L’équipe de Li a comparé les gènes impliqués dans la détection de la température chez les serpents des sources chaudes et d’autres organismes, y compris des serpents tels que les crotales et les pythons qui chassent en détectant la chaleur.

 Ils ont découvert qu’un gène appelé TRPA1 est muté à la fois chez les serpents des sources chaudes et les serpents sensibles à la chaleur.

TRPA1 code un canal ionique qui s’ouvre et se ferme en réponse aux changements de température, déclenchant une cascade de signaux qui peuvent être relayés au cerveau ou à d’autres parties du corps du serpent. 

Chez les crotales et les pythons, les changements apportés à TRPA1 abaissent la température d’activation du canal, améliorant la capacité des serpents à détecter des proies chaudes. 

Chez les serpents des sources chaudes, les tests biochimiques du groupe de Li ont révélé que différents changements apportés à la protéine garantissent que le canal s’ouvre très rapidement et complètement.

Ce que cela signifie pour le serpent n’est pas encore clair, mais Li soupçonne que les changements pourraient l’aider à s’orienter vers la chaleur. 

Dans des expériences comportementales rapportées dans le nouvel article, son groupe a découvert que, étant donné le choix entre une roche froide et une roche chaude, les serpents des sources chaudes choisissaient la roche chaude plus souvent et plus rapidement que deux autres espèces de serpents qui ne vivent pas à hautes altitudes.

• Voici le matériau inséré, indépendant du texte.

///! Convex polygon (winding) implementation module

use crate::{error::{CompileError, Result}, geom::{BoundBox, Plane, PointRelation}, math::Vec3d};

/// Maximal number of points single winding may hold
pub const MAX_POINTS_ON_WINDING: usize = 64;

/// Half-size of the quad built for a whole plane
pub const MAX_WORLD_DIST: f64 = 11586.0;

/// Edges shorter than this are crunched by vertex snapping
pub const EDGE_LENGTH: f64 = 0.2;

/// Windings with coordinates outside of this range still hold a base plane winding point
pub const HUGE_COORDINATE: f64 = 8000.0;

/// Consecutive points closer than this are considered the same point
const POINT_EPSILON: f64 = f32::EPSILON as f64;

/// Convex planar polygon. Point order is clockwise if looked at from the front of the polygon plane.
#[derive(Clone, Debug, PartialEq)]
pub struct Winding {
    /// Polygon points
    pub points: Vec<Vec3d>,
}

/// Result of winding splitting
#[derive(Clone, Debug, Default)]
pub struct SplitWindings {
    /// Part in front of the plane
    pub front: Option<Winding>,

    /// Part behind the plane
    pub back: Option<Winding>,
}

/// Signed distances of winding points to some plane
struct PointClassification {
    /// Signed point distances
    distances: Vec<f64>,

    /// Point relations
    relations: Vec<PointRelation>,

    /// Count of points in front of plane
    front: usize,

    /// Count of points behind plane
    back: usize,
}

impl Winding {
    /// Build winding from point list
    pub fn new(points: Vec<Vec3d>) -> Self {
        Self { points }
    }

    /// Build an oversized quad lying on the plane
    pub fn for_plane(plane: &Plane) -> Self {
        let normal = plane.normal;
        let abs = normal.abs();

        // find the major axis
        let major = if abs.x >= abs.y && abs.x >= abs.z {
            0
        } else if abs.y >= abs.z {
            1
        } else {
            2
        };

        let right = match major {
            0 | 1 => Vec3d::new(-normal.y, normal.x, 0.0),
            _ => Vec3d::new(0.0, -normal.z, normal.y),
        } * MAX_WORLD_DIST;

        let up = normal % right;
        let org = normal * plane.distance;

        Self {
            points: vec![
                org - right + up,
                org + right + up,
                org + right - up,
                org - right - up,
            ],
        }
    }

    fn classify(&self, plane: &Plane, epsilon: f64) -> PointClassification {
        let mut result = PointClassification {
            distances: Vec::with_capacity(self.points.len()),
            relations: Vec::with_capacity(self.points.len()),
            front: 0,
            back: 0,
        };

        for point in &self.points {
            let distance = plane.distance_to(*point);
            let relation = plane.get_point_relation(*point, epsilon);

            match relation {
                PointRelation::Front => result.front += 1,
                PointRelation::Back => result.back += 1,
                PointRelation::OnPlane => {}
            }

            result.distances.push(distance);
            result.relations.push(relation);
        }

        result
    }

    /// Calculate crossing point of the `i`-th winding edge with the plane
    fn edge_intersection(&self, plane: &Plane, classification: &PointClassification, i: usize) -> Vec3d {
        let j = (i + 1) % self.points.len();
        let (p1, p2) = (self.points[i], self.points[j]);
        let (d1, d2) = (classification.distances[i], classification.distances[j]);
        let t = d1 / (d1 - d2);

        let mut mid = Vec3d::zero();

        // axial components are set exactly to avoid round off
        for axis in 0..3 {
            mid[axis] = if plane.normal[axis] == 1.0 {
                plane.distance
            } else if plane.normal[axis] == -1.0 {
                -plane.distance
            } else {
                p1[axis] + t * (p2[axis] - p1[axis])
            };
        }

        mid
    }

    /// Split winding by plane. Points within `epsilon` of the plane go to both parts.
    pub fn split(&self, plane: &Plane, epsilon: f64) -> Result<SplitWindings> {
        let classification = self.classify(plane, epsilon);

        if classification.front == 0 {
            return Ok(SplitWindings { front: None, back: Some(self.clone()) });
        }
        if classification.back == 0 {
            return Ok(SplitWindings { front: Some(self.clone()), back: None });
        }

        let max_points = self.points.len() + 4;
        let mut front = Vec::with_capacity(max_points);
        let mut back = Vec::with_capacity(max_points);

        for (i, point) in self.points.iter().copied().enumerate() {
            let relation = classification.relations[i];

            match relation {
                PointRelation::OnPlane => {
                    front.push(point);
                    back.push(point);
                    continue;
                }
                PointRelation::Front => front.push(point),
                PointRelation::Back => back.push(point),
            }

            let next_relation = classification.relations[(i + 1) % self.points.len()];
            if next_relation == PointRelation::OnPlane || next_relation == relation {
                continue;
            }

            let mid = self.edge_intersection(plane, &classification, i);
            front.push(mid);
            back.push(mid);

            if front.len() >= max_points || back.len() >= max_points {
                return Err(CompileError::WindingOverflow(max_points));
            }
        }

        if front.len() > MAX_POINTS_ON_WINDING || back.len() > MAX_POINTS_ON_WINDING {
            return Err(CompileError::WindingOverflow(MAX_POINTS_ON_WINDING));
        }

        Ok(SplitWindings {
            front: Winding::new(front).fixed(),
            back: Winding::new(back).fixed(),
        })
    }

    /// Keep only part of the winding in front of the plane.
    /// Winding that has no points behind the plane is kept as-is.
    pub fn chop(self, plane: &Plane, epsilon: f64) -> Result<Option<Self>> {
        let classification = self.classify(plane, epsilon);

        if classification.front == 0 {
            return Ok(None);
        }
        if classification.back == 0 {
            return Ok(Some(self));
        }

        let max_points = self.points.len() + 4;
        let mut result = Vec::with_capacity(max_points);

        for (i, point) in self.points.iter().copied().enumerate() {
            let relation = classification.relations[i];

            match relation {
                PointRelation::OnPlane => {
                    result.push(point);
                    continue;
                }
                PointRelation::Front => result.push(point),
                PointRelation::Back => {}
            }

            let next_relation = classification.relations[(i + 1) % self.points.len()];
            if next_relation == PointRelation::OnPlane || next_relation == relation {
                continue;
            }

            result.push(self.edge_intersection(plane, &classification, i));

            if result.len() >= max_points {
                return Err(CompileError::WindingOverflow(max_points));
            }
        }

        if result.len() > MAX_POINTS_ON_WINDING {
            return Err(CompileError::WindingOverflow(MAX_POINTS_ON_WINDING));
        }

        Ok(Winding::new(result).fixed())
    }

    /// Remove consecutive duplicate points, `None` if less than 3 points remain
    pub fn fixed(mut self) -> Option<Self> {
        let mut i = 0;

        while i < self.points.len() && self.points.len() > 1 {
            let next = (i + 1) % self.points.len();

            if self.points[i].equal_epsilon(self.points[next], POINT_EPSILON) {
                self.points.remove(next);
            } else {
                i += 1;
            }
        }

        if self.points.len() < 3 {
            None
        } else {
            Some(self)
        }
    }

    /// Winding with reversed point order, lying on the opposite plane
    pub fn reversed(&self) -> Self {
        Self { points: self.points.iter().rev().copied().collect() }
    }

    /// Polygon area
    pub fn area(&self) -> f64 {
        let Some(&first) = self.points.first() else {
            return 0.0;
        };

        self.points
            .windows(2)
            .skip(1)
            .map(|edge| ((edge[0] - first) % (edge[1] - first)).length() * 0.5)
            .sum()
    }

    /// Average of winding points
    pub fn center(&self) -> Vec3d {
        let sum = self.points.iter().fold(Vec3d::zero(), |sum, point| sum + *point);

        sum / self.points.len().max(1) as f64
    }

    /// Winding boundbox
    pub fn bounds(&self) -> BoundBox {
        BoundBox::for_points(self.points.iter().copied())
    }

    /// Plane winding lies on
    pub fn plane(&self) -> Plane {
        let (a, b, c) = (self.points[0], self.points[1], self.points[2]);
        let normal = ((c - a) % (b - a)).normalized_with_length().0;

        Plane { normal, distance: a ^ normal }
    }

    /// Check if winding would be crunched out of existence by vertex snapping
    pub fn is_tiny(&self) -> bool {
        let len = self.points.len();
        let mut edges = 0;

        for i in 0..len {
            let delta = self.points[(i + 1) % len] - self.points[i];

            if delta.length() > EDGE_LENGTH {
                edges += 1;
                if edges == 3 {
                    return false;
                }
            }
        }

        true
    }

    /// Check if winding still holds some point of the base plane winding
    pub fn is_huge(&self) -> bool {
        self.points
            .iter()
            .any(|p| (0..3).any(|axis| p[axis] < -HUGE_COORDINATE || p[axis] > HUGE_COORDINATE))
    }

    /// Maximal signed distances of winding points in front of and behind the plane
    pub fn plane_extents(&self, plane: &Plane) -> (f64, f64) {
        self.points.iter().fold((0.0f64, 0.0f64), |(front, back), point| {
            let d = plane.distance_to(*point);
            (front.max(d), back.min(d))
        })
    }
}

#[cfg(test)]
mod tests {
    use super::*;
    use crate::vec3d;

    fn square(size: f64) -> Winding {
        Winding::new(vec![
            vec3d!(-size, size, 0.0),
            vec3d!(size, size, 0.0),
            vec3d!(size, -size, 0.0),
            vec3d!(-size, -size, 0.0),
        ])
    }

    #[test]
    fn plane_winding_faces_plane_normal() {
        let plane = Plane::new(vec3d!(0.0, 0.6, 0.8), 12.0);
        let winding = Winding::for_plane(&plane);
        let winding_plane = winding.plane();

        assert!((winding_plane.normal ^ plane.normal) > 0.999);
        assert!((winding_plane.distance - plane.distance).abs() < 0.01);
    }

    #[test]
    fn split_preserves_area() {
        let winding = square(32.0);

        for plane in [
            Plane::new(vec3d!(1.0, 0.0, 0.0), 5.0),
            Plane::new(vec3d!(0.6, 0.8, 0.0), -3.0),
            Plane::new(vec3d!(-0.8, 0.6, 0.0), 20.0),
        ] {
            let split = winding.split(&plane, 0.1).unwrap();
            let front = split.front.unwrap();
            let back = split.back.unwrap();

            assert!((front.area() + back.area() - winding.area()).abs() < 1e-6);
            assert!(front.points.iter().all(|p| plane.distance_to(*p) > -0.1));
            assert!(back.points.iter().all(|p| plane.distance_to(*p) < 0.1));
        }
    }

    #[test]
    fn split_keeps_on_points_on_both_sides() {
        let winding = square(16.0);
        let split = winding.split(&Plane::new(vec3d!(1.0, 0.0, 0.0), 16.0), 0.1).unwrap();

        assert!(split.front.is_none());
        assert_eq!(split.back.unwrap(), winding);
    }

    #[test]
    fn chop_keeps_front_or_whole() {
        let winding = square(16.0);

        let chopped = winding.clone().chop(&Plane::new(vec3d!(0.0, 1.0, 0.0), 0.0), 0.0).unwrap().unwrap();
        assert!((chopped.area() - winding.area() / 2.0).abs() < 1e-6);

        let whole = winding.clone().chop(&Plane::new(vec3d!(0.0, 1.0, 0.0), -100.0), 0.0).unwrap();
        assert_eq!(whole, Some(winding.clone()));

        let none = winding.chop(&Plane::new(vec3d!(0.0, 1.0, 0.0), 100.0), 0.0).unwrap();
        assert!(none.is_none());
    }

    #[test]
    fn fixed_drops_duplicates() {
        let winding = Winding::new(vec![
            vec3d!(0.0, 0.0, 0.0),
            vec3d!(0.0, 0.0, 0.0),
            vec3d!(1.0, 0.0, 0.0),
            vec3d!(1.0, 1.0, 0.0),
        ]);

        assert_eq!(winding.fixed().unwrap().points.len(), 3);

        let degenerate = Winding::new(vec![vec3d!(1.0, 0.0, 0.0), vec3d!(1.0, 0.0, 0.0), vec3d!(0.0, 0.0, 0.0)]);
        assert!(degenerate.fixed().is_none());
    }

    #[test]
    fn tiny_and_huge() {
        assert!(square(0.05).is_tiny());
        assert!(!square(1.0).is_tiny());
        assert!(Winding::for_plane(&Plane::new(vec3d!(0.0, 0.0, 1.0), 0.0)).is_huge());
        assert!(!square(100.0).is_huge());
    }
}

// winding.rs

« Ces serpents marchent probablement sur une ligne très fine entre ne pas mourir de froid et ne pas bouillir », souligne Castoe. 

La menace de brûlure semble avoir façonné d’autres gènes : le groupe de Li a découvert que les protéines de choc thermique, qui réparent les protéines endommagées par la chaleur, ont subi une évolution accélérée chez les serpents des sources chaudes.

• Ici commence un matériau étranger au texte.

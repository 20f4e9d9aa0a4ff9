///! Brush fragment BSP builder module

use crate::{
    brush::{BspBrush, ClipBox},
    bsp::{Node, Split},
    contents::{Contents, PlaneSide, SurfaceFlags},
    error::{CompileError, Result},
    geom::BoundBox,
    plane::{PlaneNum, PlaneRegistry},
    session::CompileSession,
    MapBrushId,
    NodeId,
};

/// Chosen splitter
#[derive(Copy, Clone, Debug)]
struct Splitter {
    /// Positive-facing splitter plane
    plane: PlaneNum,

    /// Splitter was found by detail or non-visible side pass
    detail_separator: bool,

    /// Map brush and index of the side the plane was taken from
    side: Option<(MapBrushId, usize)>,
}

/// Splitter candidate heuristic value
fn splitter_value(facing: i64, splits: i64, front: i64, back: i64, axial: bool, epsilon_brushes: i64) -> i64 {
    let mut value = 5 * facing - 5 * splits - (front - back).abs();

    if axial {
        value += 5;
    }

    value - epsilon_brushes * 1000
}

/// Tree builder state
struct Builder<'a> {
    /// Session builder works in
    session: &'a CompileSession,

    /// Built nodes, ids are local to this vector
    nodes: Vec<Node>,

    /// Count of nodes split by non-visible sides
    nonvis: usize,
}

impl<'a> Builder<'a> {
    fn planes(&self) -> &'a PlaneRegistry {
        &self.session.planes
    }

    /// Check if plane already splits some of the node parents
    fn is_parent_plane(&self, id: NodeId, plane: PlaneNum) -> bool {
        let mut parent = self.nodes[id.into_index()].parent;

        while let Some(parent_id) = parent {
            let node = &self.nodes[parent_id.into_index()];
            if node.split.is_some_and(|split| split.plane == plane) {
                return true;
            }
            parent = node.parent;
        }

        false
    }

    /// Check if the node volume has some part on both sides of plane
    fn check_plane_against_volume(&self, plane: PlaneNum, volume: Option<&BspBrush>) -> Result<bool> {
        let Some(volume) = volume else {
            return Ok(false);
        };

        let (front, back) = volume.split(self.planes(), plane)?;
        Ok(front.is_some() && back.is_some())
    }

    /// Choose one of brush sides to partition the brushes with, `None` if there's no valid one
    fn select_split_side(&mut self, id: NodeId, brushes: &mut [BspBrush], volume: Option<&BspBrush>) -> Result<Option<Splitter>> {
        let planes = self.planes();
        let mut best: Option<Splitter> = None;
        let mut best_value = -99999i64;

        // visible structural, visible detail, nonvisible structural, nonvisible detail
        for pass in 0..4 {
            for brush_index in 0..brushes.len() {
                if (pass & 1 != 0) != brushes[brush_index].contents.contains(Contents::DETAIL) {
                    continue;
                }

                for side_index in 0..brushes[brush_index].sides.len() {
                    let side = &brushes[brush_index].sides[side_index];

                    if side.bevel
                        || side.winding.is_none()
                        || side.on_node
                        || side.tested
                        || side.surface.contains(SurfaceFlags::SKIP)
                        || side.visible != (pass < 2)
                    {
                        continue;
                    }

                    let plane = side.plane.positive();
                    let is_hint = side.surface.contains(SurfaceFlags::HINT);
                    let split_side = brushes[brush_index].original.map(|original| (original, side_index));

                    if self.is_parent_plane(id, plane) {
                        return Err(CompileError::TriedParent(plane.0));
                    }

                    // would produce a tiny volume
                    if !self.check_plane_against_volume(plane, volume)? {
                        continue;
                    }

                    let (mut front, mut back, mut facing, mut splits, mut epsilon_brushes) = (0, 0, 0, 0, 0);
                    let mut hint_split = false;

                    for (test_index, test) in brushes.iter_mut().enumerate() {
                        let result = test.test_to_plane(planes, plane);

                        splits += result.splits as i64;
                        hint_split |= result.hint_split;
                        epsilon_brushes += result.epsilon_brush as i64;

                        if result.splits != 0 && result.side.contains(PlaneSide::FACING) {
                            return Err(CompileError::FacingWithSplits(test_index, plane.0));
                        }

                        test.test_side = result.side;

                        // brush shares the plane, so its sides needn't be tested again
                        if result.side.contains(PlaneSide::FACING) {
                            facing += 1;
                            for test_side in &mut test.sides {
                                if test_side.plane.positive() == plane {
                                    test_side.tested = true;
                                }
                            }
                        }
                        if result.side.contains(PlaneSide::FRONT) {
                            front += 1;
                        }
                        if result.side.contains(PlaneSide::BACK) {
                            back += 1;
                        }
                    }

                    let mut value = splitter_value(
                        facing,
                        splits,
                        front,
                        back,
                        planes.get(plane).ty.is_axial(),
                        epsilon_brushes,
                    );

                    // hints are split by hints only
                    if hint_split && !is_hint {
                        value = -9999999;
                    }

                    if value > best_value {
                        best_value = value;
                        best = Some(Splitter { plane, detail_separator: false, side: split_side });

                        for test in brushes.iter_mut() {
                            test.side = test.test_side;
                        }
                    }
                }
            }

            if let Some(best) = &mut best {
                if pass > 1 {
                    self.nonvis += 1;
                }
                if pass > 0 {
                    best.detail_separator = true;
                }
                break;
            }
        }

        for brush in brushes.iter_mut() {
            for side in &mut brush.sides {
                side.tested = false;
            }
        }

        Ok(best)
    } // select_split_side

    /// Partition brush list by node plane
    fn split_brush_list(&self, brushes: Vec<BspBrush>, plane: PlaneNum) -> Result<[Vec<BspBrush>; 2]> {
        let mut result = [Vec::new(), Vec::new()];

        for mut brush in brushes {
            if brush.side == PlaneSide::BOTH {
                let (front, back) = brush.split(self.planes(), plane)?;
                self.session.count_brushes(front.is_some() as usize + back.is_some() as usize)?;

                result[0].extend(front);
                result[1].extend(back);
                continue;
            }

            // the plane is part of the brush, it must never be a splitter again
            if brush.side.contains(PlaneSide::FACING) {
                for side in &mut brush.sides {
                    if side.plane.positive() == plane {
                        side.on_node = true;
                    }
                }
            }

            if brush.side.contains(PlaneSide::FRONT) {
                result[0].push(brush);
            } else if brush.side.contains(PlaneSide::BACK) {
                result[1].push(brush);
            }
        }

        Ok(result)
    }

    fn node_mut(&mut self, id: NodeId) -> &mut Node {
        &mut self.nodes[id.into_index()]
    }

    /// Turn node into leaf holding the brushes
    fn leaf_node(&mut self, id: NodeId, brushes: Vec<BspBrush>) {
        let mut contents = Contents::empty();

        for brush in &brushes {
            // solid brush with all its sides on nodes eats everything
            if brush.contents.contains(Contents::SOLID) && brush.sides.iter().all(|side| side.on_node) {
                contents = Contents::SOLID;
                break;
            }
            contents |= brush.contents;
        }

        let node = self.node_mut(id);
        node.split = None;
        node.contents = contents;
        node.brushes = brushes;
    }

    /// Partition brushes starting from the root node, the front subtree is built first
    fn build_tree(&mut self, brushes: Vec<BspBrush>, volume: BspBrush) -> Result<()> {
        let mut stack = vec![(NodeId::from_index(0), brushes, Some(volume))];

        while let Some((id, mut brushes, volume)) = stack.pop() {
            self.session.count_nodes(1)?;

            let Some(splitter) = self.select_split_side(id, &mut brushes, volume.as_ref())? else {
                self.leaf_node(id, brushes);
                continue;
            };

            let [front_brushes, back_brushes] = self.split_brush_list(brushes, splitter.plane)?;

            let (front_volume, back_volume) = match &volume {
                Some(volume) => volume.split(self.planes(), splitter.plane)?,
                None => (None, None),
            };

            let children = [0, 1].map(|_| {
                self.nodes.push(Node::leaf(Some(id), Contents::empty()));
                NodeId::from_index(self.nodes.len() - 1)
            });

            self.node_mut(id).split = Some(Split {
                plane: splitter.plane,
                children,
                detail_separator: splitter.detail_separator,
                side: splitter.side,
            });

            stack.push((children[1], back_brushes, back_volume));
            stack.push((children[0], front_brushes, front_volume));
        }

        Ok(())
    } // build_tree
}

/// Build BSP of brush fragments located in the clip box. Node ids of the result are local to the node vector.
pub fn brush_bsp(session: &CompileSession, brushes: Vec<BspBrush>, clip: &ClipBox) -> Result<(Vec<Node>, BoundBox)> {
    log::trace!("--- brush_bsp ---");

    let (mut visible_faces, mut nonvisible_faces) = (0usize, 0usize);
    let mut bounds = BoundBox::zero();

    for brush in &brushes {
        if brush.volume(&session.planes) < session.config.micro_volume {
            if let Some(original) = brush.original {
                let map_brush = session.map_brush(original);
                log::warn!("entity {}, brush {}: microbrush", map_brush.entity, map_brush.brush_num);
            }
        }

        for side in &brush.sides {
            if side.bevel || side.winding.is_none() || side.on_node {
                continue;
            }
            if side.visible {
                visible_faces += 1;
            } else {
                nonvisible_faces += 1;
            }
        }

        bounds = bounds.total(&brush.bounds);
    }

    log::trace!("{:5} brushes", brushes.len());
    log::trace!("{:5} visible faces", visible_faces);
    log::trace!("{:5} nonvisible faces", nonvisible_faces);

    let mut builder = Builder {
        session,
        nodes: vec![Node::default()],
        nonvis: 0,
    };

    let volume = BspBrush::from_clip_box(&session.planes, clip)?;
    builder.build_tree(brushes, volume)?;

    let leafs = builder.nodes.iter().filter(|node| node.is_leaf()).count();
    log::trace!("{:5} visible nodes", builder.nodes.len() / 2 - builder.nonvis);
    log::trace!("{:5} nonvis nodes", builder.nonvis);
    log::trace!("{:5} leafs", leafs);

    Ok((builder.nodes, bounds))
} // brush_bsp


// builder.rs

L’histoire du climat a également laissé une marque sur l’ADN des serpents. L’équipe de Li a séquencé les génomes de 58 serpents de sources chaudes tibétains collectés dans 15 endroits s’étendant sur environ 500 kilomètres. 

Les différences d’ADN ont indiqué trois populations distinctes qui coïncident à peu près avec trois régions géothermiques à travers le plateau nord. Le modèle est l’œuvre des périodes glaciaires passées, affirment Li et ses collègues dans le numéro du 7 septembre de Molecular Ecology . 

Le groupe le plus à l’ouest s’est séparé du reste de l’espèce au cours d’une période glaciaire majeure il y a entre un demi et trois quarts de million d’années; puis les populations du centre et de l’est se sont divisées il y a 300 000 ans lorsqu’une autre période glaciaire a dressé une nouvelle barrière de froid, isolant chaque groupe de serpents près de ses sources chaudes.

 « Les sources thermales leur ont permis de traverser les périodes glaciaires », explique Ruane.

L’isolement a également conduit à des adaptations uniques dans chaque groupe. Par exemple, plusieurs gènes pour le traitement du sélénium et pour métaboliser le soufre ont évolué rapidement dans le groupe occidental, peut-être pour faire face à la chimie spécifique des sources chaudes là-bas, suggère Li.

« Même si les trois groupes se mélangent occasionnellement, ils sont suffisamment uniques pour que je considère chacun comme une espèce », déclare Frank Burbrink, herpétologue au Musée américain d’histoire naturelle. (Li et Ruane ne sont pas convaincus qu’ils sont si distincts.) Chacun, pense Burbrink, doit être conservé séparément.

« Pourtant les populations déclinent. Les activités humaines ont sérieusement affecté la survie des serpents des sources chaudes tibétaines », explique Huang, qui a collaboré avec Li sur l’ article sur l’ écologie moléculaire . 

À certains endroits, la construction a détruit des tanières où ces reptiles passent l’hiver. Dans d’autres endroits, le développement a ruiné les zones humides qui servent de pépinières pour les serpents nouvellement éclos

. En mai 2023, Huang et ses collègues espèrent commencer à construire des tanières artificielles de serpents, restaurer les zones humides et clôturer les gens hors de ces endroits sensibles.

Les serpents, semble-t-il, sont parfaitement adaptés à la nature dure, mais pas aux pressions exercées par les humains.